A single number is wanted: how many lines of the data include the string "VoucherUuid".
[[ DATA FOR ANALYSIS, beginning ]]
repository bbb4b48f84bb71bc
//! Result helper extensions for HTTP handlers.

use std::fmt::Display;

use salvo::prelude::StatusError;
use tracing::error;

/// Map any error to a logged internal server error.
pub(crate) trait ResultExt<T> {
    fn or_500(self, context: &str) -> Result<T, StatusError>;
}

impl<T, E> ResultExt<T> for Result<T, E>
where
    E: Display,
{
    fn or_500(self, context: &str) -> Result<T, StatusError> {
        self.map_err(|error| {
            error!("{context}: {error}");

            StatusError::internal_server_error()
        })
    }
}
[[ DATA FOR ANALYSIS, end ]]
[[ DATA FOR ANALYSIS, beginning ]]
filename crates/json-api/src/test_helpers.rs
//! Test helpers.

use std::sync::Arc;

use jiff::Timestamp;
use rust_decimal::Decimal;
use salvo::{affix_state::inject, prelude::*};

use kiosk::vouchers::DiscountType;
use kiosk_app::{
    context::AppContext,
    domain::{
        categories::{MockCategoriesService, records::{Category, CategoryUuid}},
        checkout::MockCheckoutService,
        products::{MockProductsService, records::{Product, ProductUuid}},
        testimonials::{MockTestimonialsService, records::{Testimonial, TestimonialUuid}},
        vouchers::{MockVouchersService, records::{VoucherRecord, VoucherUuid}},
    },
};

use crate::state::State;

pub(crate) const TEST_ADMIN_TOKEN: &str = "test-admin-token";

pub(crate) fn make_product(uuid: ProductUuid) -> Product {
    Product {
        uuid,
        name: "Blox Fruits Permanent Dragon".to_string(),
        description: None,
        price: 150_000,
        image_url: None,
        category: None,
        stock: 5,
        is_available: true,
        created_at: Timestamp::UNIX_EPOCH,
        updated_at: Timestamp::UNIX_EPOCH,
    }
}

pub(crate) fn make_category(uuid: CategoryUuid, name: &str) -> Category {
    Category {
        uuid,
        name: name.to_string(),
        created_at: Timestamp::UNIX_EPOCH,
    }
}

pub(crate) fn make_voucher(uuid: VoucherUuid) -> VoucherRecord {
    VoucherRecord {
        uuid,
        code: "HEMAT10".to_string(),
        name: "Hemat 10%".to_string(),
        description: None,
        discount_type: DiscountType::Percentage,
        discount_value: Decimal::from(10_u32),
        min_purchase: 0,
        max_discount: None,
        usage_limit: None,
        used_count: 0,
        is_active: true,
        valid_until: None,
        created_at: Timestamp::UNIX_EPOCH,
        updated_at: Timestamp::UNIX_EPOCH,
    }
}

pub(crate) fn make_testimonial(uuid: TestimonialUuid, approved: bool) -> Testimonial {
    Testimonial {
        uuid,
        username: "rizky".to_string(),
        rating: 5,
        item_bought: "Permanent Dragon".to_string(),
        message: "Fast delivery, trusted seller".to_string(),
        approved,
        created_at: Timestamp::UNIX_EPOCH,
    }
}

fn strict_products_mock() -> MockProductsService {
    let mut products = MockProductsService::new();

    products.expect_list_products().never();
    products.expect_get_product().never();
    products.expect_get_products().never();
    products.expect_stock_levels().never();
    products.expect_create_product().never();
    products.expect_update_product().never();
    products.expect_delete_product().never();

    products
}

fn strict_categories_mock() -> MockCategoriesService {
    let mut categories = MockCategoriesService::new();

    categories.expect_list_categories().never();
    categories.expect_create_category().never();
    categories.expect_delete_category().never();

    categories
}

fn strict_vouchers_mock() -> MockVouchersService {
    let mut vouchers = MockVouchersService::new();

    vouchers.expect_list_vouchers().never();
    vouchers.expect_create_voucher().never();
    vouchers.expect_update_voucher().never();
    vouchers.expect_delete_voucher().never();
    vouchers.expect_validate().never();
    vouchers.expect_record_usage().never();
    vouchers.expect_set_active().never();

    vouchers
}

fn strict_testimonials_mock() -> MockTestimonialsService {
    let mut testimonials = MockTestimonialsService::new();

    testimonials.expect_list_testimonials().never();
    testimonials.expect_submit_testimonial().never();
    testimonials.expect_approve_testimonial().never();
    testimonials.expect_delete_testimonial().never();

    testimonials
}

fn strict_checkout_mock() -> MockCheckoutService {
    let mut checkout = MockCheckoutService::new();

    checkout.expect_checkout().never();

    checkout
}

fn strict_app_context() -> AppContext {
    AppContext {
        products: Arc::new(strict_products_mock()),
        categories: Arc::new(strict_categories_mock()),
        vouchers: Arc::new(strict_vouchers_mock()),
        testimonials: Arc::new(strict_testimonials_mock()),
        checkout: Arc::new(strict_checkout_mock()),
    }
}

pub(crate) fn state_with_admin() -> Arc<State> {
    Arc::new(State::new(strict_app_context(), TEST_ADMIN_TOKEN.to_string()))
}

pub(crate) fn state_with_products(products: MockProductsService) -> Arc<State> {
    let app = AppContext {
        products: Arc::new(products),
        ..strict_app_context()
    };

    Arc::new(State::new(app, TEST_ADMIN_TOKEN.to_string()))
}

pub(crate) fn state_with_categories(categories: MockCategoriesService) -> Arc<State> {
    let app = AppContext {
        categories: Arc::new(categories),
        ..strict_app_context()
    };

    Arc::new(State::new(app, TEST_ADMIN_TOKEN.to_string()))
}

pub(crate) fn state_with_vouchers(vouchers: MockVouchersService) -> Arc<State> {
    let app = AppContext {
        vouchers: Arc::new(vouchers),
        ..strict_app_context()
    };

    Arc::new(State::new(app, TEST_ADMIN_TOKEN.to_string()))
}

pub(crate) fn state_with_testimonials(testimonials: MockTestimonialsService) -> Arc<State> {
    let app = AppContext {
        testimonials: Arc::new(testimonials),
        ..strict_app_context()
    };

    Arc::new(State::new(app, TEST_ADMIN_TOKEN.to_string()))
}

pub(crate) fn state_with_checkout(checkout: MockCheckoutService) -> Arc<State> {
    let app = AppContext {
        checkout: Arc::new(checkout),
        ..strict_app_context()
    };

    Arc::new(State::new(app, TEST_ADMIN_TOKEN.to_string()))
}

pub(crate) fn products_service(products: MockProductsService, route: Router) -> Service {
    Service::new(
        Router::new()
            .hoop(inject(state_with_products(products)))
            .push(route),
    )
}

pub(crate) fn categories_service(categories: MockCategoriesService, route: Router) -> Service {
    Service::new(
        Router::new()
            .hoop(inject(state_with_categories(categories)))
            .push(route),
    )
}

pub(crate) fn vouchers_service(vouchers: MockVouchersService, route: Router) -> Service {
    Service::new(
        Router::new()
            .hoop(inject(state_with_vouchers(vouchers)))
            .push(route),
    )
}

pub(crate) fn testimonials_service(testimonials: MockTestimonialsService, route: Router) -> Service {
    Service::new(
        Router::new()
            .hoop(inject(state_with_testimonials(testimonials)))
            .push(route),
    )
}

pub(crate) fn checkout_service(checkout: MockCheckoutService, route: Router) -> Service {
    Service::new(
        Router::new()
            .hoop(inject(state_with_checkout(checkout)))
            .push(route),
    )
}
[[ DATA FOR ANALYSIS, end ]]
→ FINISHED TASK
2